Some guy in Texas wrote at 2008-02-08 16:36:59
Yes! I'm glad I'm not the only Steely Dan fan who caught the Dr. Wu reference in Fallout. Dr. Wu is perhaps the most intriguing and mysterious of the Dan tunes that I actually have an idea of "what it's about." Anyway, thanks for the multiple theories you produced to analyze the song. I think the Arthurian legend is a long shot, but it's fun to think about.


Alex wrote at 2009-03-03 09:39:34
If you think about the song is quite simple:



The guy is talking to himself about a woman who he fell for and broke his heart.



Case closed.



Possibly a few references to drug abuse but that is not central (probably not even) relevant to the meaning.  Probably using drugs when the song was written, that's all.


Kyle wrote at 2009-08-02 17:34:44
I never put the drug reference to Dr. Wu - I always saw him as a real doctor, a psychologist, one to whom the protagonist is detailing his longing and desire for and former love affair with the album's titular character.  Rather than help his client, however, the good doctor absconds with Katy and they both leave the singer behind.


Wenaolong wrote at 2011-02-24 17:23:15
I always saw it as Kyle does, above.  I just wasn't hip enough to know about "drugs" so that I could reach the other implications.  Even so, a chick can be just like a drug, especially when you are a younger guy. But apparently also when you are an older guy like "Dr. Wu" is, probably.

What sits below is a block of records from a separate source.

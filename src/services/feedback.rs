//! Feedback service
//!
//! Business logic for the contact form.

use crate::db::repositories::FeedbackRepository;
use crate::models::{CreateFeedbackInput, Feedback, User};
use anyhow::Context;
use chrono::Utc;
use std::sync::Arc;

/// Error types for feedback operations
#[derive(Debug, thiserror::Error)]
pub enum FeedbackServiceError {
    /// Missing subject or message
    #[error("Validation error: {0}")]
    ValidationError(String),

    /// Internal error
    #[error("Internal error: {0}")]
    InternalError(#[from] anyhow::Error),
}

/// Feedback service
pub struct FeedbackService {
    repo: Arc<dyn FeedbackRepository>,
}

impl FeedbackService {
    /// Create a new feedback service
    pub fn new(repo: Arc<dyn FeedbackRepository>) -> Self {
        Self { repo }
    }

    /// Submit feedback from a user
    pub async fn submit(
        &self,
        user: &User,
        input: CreateFeedbackInput,
    ) -> Result<Feedback, FeedbackServiceError> {
        if input.subject.trim().is_empty() {
            return Err(FeedbackServiceError::ValidationError(
                "Subject is required".to_string(),
            ));
        }
        if input.message.trim().is_empty() {
            return Err(FeedbackServiceError::ValidationError(
                "Message is required".to_string(),
            ));
        }

        let created = self
            .repo
            .create(&Feedback {
                id: 0,
                user_id: user.id,
                subject: input.subject,
                message: input.message,
                created_at: Utc::now(),
            })
            .await
            .context("Failed to submit feedback")?;

        Ok(created)
    }
}

#[cfg(test)]
mod tests {
    use super::*;
    use crate::db::repositories::{SqlxFeedbackRepository, SqlxUserRepository, UserRepository};
    use crate::db::{create_test_pool, migrations};
    use crate::models::UserRole;

    async fn setup() -> (FeedbackService, User) {
        let pool = create_test_pool().await.expect("Failed to create test pool");
        migrations::run_migrations(&pool)
            .await
            .expect("Failed to run migrations");

        let users = SqlxUserRepository::new(pool.clone());
        let user = users
            .create(&User::new("fb@example.com".to_string(), "hash".to_string(), UserRole::Planning))
            .await
            .unwrap();

        (FeedbackService::new(SqlxFeedbackRepository::boxed(pool)), user)
    }

    #[tokio::test]
    async fn test_submit() {
        let (service, user) = setup().await;

        let feedback = service
            .submit(
                &user,
                CreateFeedbackInput {
                    subject: "Great site".to_string(),
                    message: "Found a room in two days".to_string(),
                },
            )
            .await
            .expect("Submit failed");

        assert!(feedback.id > 0);
        assert_eq!(feedback.user_id, user.id);
    }

    #[tokio::test]
    async fn test_blank_fields_rejected() {
        let (service, user) = setup().await;

        let no_subject = service
            .submit(
                &user,
                CreateFeedbackInput {
                    subject: "  ".to_string(),
                    message: "Body".to_string(),
                },
            )
            .await;
        assert!(matches!(no_subject, Err(FeedbackServiceError::ValidationError(_))));

        let no_message = service
            .submit(
                &user,
                CreateFeedbackInput {
                    subject: "Subject".to_string(),
                    message: "".to_string(),
                },
            )
            .await;
        assert!(matches!(no_message, Err(FeedbackServiceError::ValidationError(_))));
    }
}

But I, like many westerners, idealized this notion of the Chinese old wise medicine man, etc, who will teach me how to view the secrets of reality in a pebble in his hand and I'll snatch it and also learn "KUNG FOO" as a bonus.  So I guess that sort of colored the image a bit (I grew up with Revenge of the Ninja and Enter the Dragon).  So I see him as talking to his Chinese wise man/herbalist/acupuncturist/healer and gongfu master, who in the process of helping the protagonist, somehow someway falls under some similar spell of his own.  We don't know what it is, but we see that it dimishes Dr. Wu in the protagonists eyes, it takes away his pillar of strength and support. Dr. Wu is just an ordinary guy, no longer a living myth to pull the protagonist out of his troubles.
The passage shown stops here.